Task
Check each line of the material below for the string "that", then report how many lines have it, and nothing else.

────────────────

//! In-memory [`DocumentStore`] with live queries and optimistic transactions.
//!
//! [`MemoryStore`] wires the storage layers together:
//! - [`HashMapStorage`] holds documents
//! - [`ListenerRegistry`] turns commits into live-query change batches
//! - [`CompositeMutationObserver`] fans commits out to the registry and any
//!   extra observers
//!
//! Every write, transactional or not, goes through a single commit path that
//! validates everything before applying anything, so a commit is either fully
//! visible or not at all.

use std::collections::HashMap;
use std::sync::atomic::{AtomicU64, Ordering};
use std::sync::{Arc, Weak};

use async_trait::async_trait;
use fireeats_core::{
    ClockSource, CollectionPath, DocumentRef, DocumentSnapshot, DocumentStore, Error, FieldMap,
    ListenerRegistration, Query, Result, Subscription, SystemClock, TransactionFunction,
};
use parking_lot::RwLock;
use tracing::Instrument;
use uuid::Uuid;

use crate::config::StoreConfig;
use crate::faults::FaultInjector;
use crate::listeners::ListenerRegistry;
use crate::storage::{
    CompositeMutationObserver, DocumentMetadata, HashMapStorage, MutationObserver, StorageEngine,
    StoredDocument, TracingObserver,
};
use crate::transaction::{MemoryTransaction, ReadSet, Write};

/// Length of generated document ids.
const AUTO_ID_LENGTH: usize = 20;

/// Result of a commit that passed validation of its inputs.
#[derive(Debug, Clone, Copy, PartialEq, Eq)]
enum CommitOutcome {
    Applied,
    /// A read version no longer matches; the attempt must be retried.
    Conflict,
}

/// Deterministic in-memory stand-in for the hosted document database.
pub struct MemoryStore {
    engine: Arc<dyn StorageEngine>,
    listeners: Arc<ListenerRegistry>,
    observer: CompositeMutationObserver,
    /// Commits take the write side; reads and listener registration the read side.
    commit_lock: RwLock<()>,
    last_version: AtomicU64,
    faults: FaultInjector,
    clock: Arc<dyn ClockSource>,
    config: StoreConfig,
}

impl MemoryStore {
    /// Creates an empty store backed by [`HashMapStorage`].
    #[must_use]
    pub fn new(config: StoreConfig) -> Self {
        let engine: Arc<dyn StorageEngine> = Arc::new(HashMapStorage::new());
        let listeners = Arc::new(ListenerRegistry::new(Arc::clone(&engine)));
        let observer = CompositeMutationObserver::new(vec![
            Arc::clone(&listeners) as Arc<dyn MutationObserver>,
            Arc::new(TracingObserver),
        ]);
        Self {
            engine,
            listeners,
            observer,
            commit_lock: RwLock::new(()),
            last_version: AtomicU64::new(0),
            faults: FaultInjector::default(),
            clock: Arc::new(SystemClock),
            config,
        }
    }

    /// Replaces the clock used for document timestamps.
    #[must_use]
    pub fn with_clock(mut self, clock: Arc<dyn ClockSource>) -> Self {
        self.clock = clock;
        self
    }

    /// Registers an extra mutation observer.
    #[must_use]
    pub fn with_observer(mut self, observer: Arc<dyn MutationObserver>) -> Self {
        self.observer.add(observer);
        self
    }

    /// Fault injection controls.
    #[must_use]
    pub fn faults(&self) -> &FaultInjector {
        &self.faults
    }

    /// Ends every open listener with an error, as a lost connection or a
    /// revoked permission would.
    pub fn fail_listeners(&self, make_error: impl Fn() -> Error) {
        let _guard = self.commit_lock.read();
        self.listeners.fail_all(make_error);
    }

    /// Number of open listeners.
    #[must_use]
    pub fn listener_count(&self) -> usize {
        self.listeners.len()
    }

    /// Number of stored documents across all collections.
    #[must_use]
    pub fn document_count(&self) -> usize {
        self.engine.len()
    }

    /// Metadata of a stored document.
    #[must_use]
    pub fn metadata(&self, reference: &DocumentRef) -> Option<DocumentMetadata> {
        self.read_stored(reference).map(|d| d.metadata)
    }

    pub(crate) fn read_stored(&self, reference: &DocumentRef) -> Option<StoredDocument> {
        let _guard = self.commit_lock.read();
        self.engine.get(reference)
    }

    /// Validates and applies one commit.
    ///
    /// Validation covers read versions, armed faults, and update targets.
    /// Nothing is written unless all of it passes. Forced conflicts only
    /// apply to commits that carry reads, i.e. transactions.
    fn commit(&self, reads: &ReadSet, writes: &[Write]) -> Result<CommitOutcome> {
        let _guard = self.commit_lock.write();

        if !reads.is_empty() && self.faults.take_conflict() {
            return Ok(CommitOutcome::Conflict);
        }
        for (reference, observed) in reads {
            let current = self.engine.get(reference).map(|d| d.metadata.version);
            if current != *observed {
                return Ok(CommitOutcome::Conflict);
            }
        }
        if let Some(reference) = self.faults.failing_write(writes.iter().map(Write::reference)) {
            return Err(Error::Unavailable(format!("write to {reference} rejected")));
        }

        // Stage the final state of every touched document, in first-touch order.
        let mut order: Vec<DocumentRef> = Vec::new();
        let mut staged: HashMap<DocumentRef, (Option<StoredDocument>, Option<FieldMap>)> =
            HashMap::new();
        for write in writes {
            let reference = write.reference();
            let entry = staged.entry(reference.clone()).or_insert_with(|| {
                order.push(reference.clone());
                let old = self.engine.get(reference);
                let fields = old.as_ref().map(|d| d.fields.clone());
                (old, fields)
            });
            entry.1 = write.apply(entry.1.take())?;
        }

        let now = self.clock.now_millis();
        let mut changed = Vec::with_capacity(order.len());
        for reference in order {
            let Some((old, new)) = staged.remove(&reference) else {
                continue;
            };
            match (old, new) {
                (None, None) => continue,
                (None, Some(fields)) => {
                    let document = StoredDocument {
                        fields,
                        metadata: DocumentMetadata::new(self.next_version(), now),
                    };
                    self.engine.put(&reference, document.clone());
                    self.observer.on_put(&reference, &document);
                }
                (Some(old), Some(fields)) => {
                    let mut metadata = old.metadata.clone();
                    metadata.on_update(self.next_version(), now);
                    let document = StoredDocument { fields, metadata };
                    self.engine.put(&reference, document.clone());
                    self.observer.on_update(&reference, &old, &document);
                }
                (Some(old), None) => {
                    self.engine.remove(&reference);
                    self.observer.on_remove(&reference, &old);
                }
            }
            changed.push(reference);
        }

        if !changed.is_empty() {
            self.observer.on_commit(&changed);
        }
        Ok(CommitOutcome::Applied)
    }

    fn next_version(&self) -> u64 {
        self.last_version.fetch_add(1, Ordering::SeqCst) + 1
    }

    /// Applies a single non-transactional write.
    fn write(&self, write: Write) -> Result<()> {
        match self.commit(&ReadSet::new(), &[write])? {
            CommitOutcome::Applied => Ok(()),
            CommitOutcome::Conflict => Err(Error::Internal(anyhow::anyhow!(
                "blind write reported a conflict"
            ))),
        }
    }
}

impl Default for MemoryStore {
    fn default() -> Self {
        Self::new(StoreConfig::default())
    }
}

fn auto_id() -> String {
    let mut id = Uuid::new_v4().simple().to_string();
    id.truncate(AUTO_ID_LENGTH);
    id
}

#[async_trait]
impl DocumentStore for MemoryStore {
    fn new_document(&self, collection: &CollectionPath) -> DocumentRef {
        collection.doc(&auto_id())
    }

    async fn get(&self, reference: &DocumentRef) -> Result<Option<DocumentSnapshot>> {
        Ok(self.read_stored(reference).map(|d| d.snapshot(reference)))
    }

    async fn query(&self, query: &Query) -> Result<Vec<DocumentSnapshot>> {
        let _guard = self.commit_lock.read();
        Ok(self.listeners.evaluate(query))
    }

    async fn set(&self, reference: &DocumentRef, fields: FieldMap) -> Result<()> {
        self.write(Write::Set {
            reference: reference.clone(),
            fields,
        })
    }

    async fn update(&self, reference: &DocumentRef, fields: FieldMap) -> Result<()> {
        self.write(Write::Update {
            reference: reference.clone(),
            fields,
        })
    }

    async fn delete(&self, reference: &DocumentRef) -> Result<()> {
        self.write(Write::Delete {
            reference: reference.clone(),
        })
    }

    fn listen(&self, query: &Query) -> Result<Subscription> {
        let _guard = self.commit_lock.read();
        let (id, batches) = self.listeners.register(query);
        let registry: Weak<ListenerRegistry> = Arc::downgrade(&self.listeners);
        let registration = ListenerRegistration::new(move || {
            if let Some(registry) = registry.upgrade() {
                registry.unregister(id);
            }
        });
        Ok(Subscription {
            registration,
            batches,
        })
    }

    async fn run_transaction(&self, function: &dyn TransactionFunction) -> Result<()> {
        let max_attempts = self.config.max_transaction_attempts.max(1);

        for attempt in 1..=max_attempts {
            let span = tracing::info_span!("transaction", attempt);
            let mut txn = MemoryTransaction::new(self);
            function.run(&mut txn).instrument(span.clone()).await?;

            let (reads, writes) = txn.into_parts();
            match self.commit(&reads, &writes)? {
                CommitOutcome::Applied => {
                    span.in_scope(|| tracing::debug!(writes = writes.len(), "transaction committed"));
                    return Ok(());
                }
                CommitOutcome::Conflict => {
                    span.in_scope(|| tracing::warn!("transaction conflicted, retrying"));
                    if !self.config.retry_backoff.is_zero() {
                        tokio::time::sleep(self.config.retry_backoff).await;
                    }
                }
            }
        }

        Err(Error::Aborted {
            attempts: max_attempts,
        })
    }
}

────────────────

Written solution
3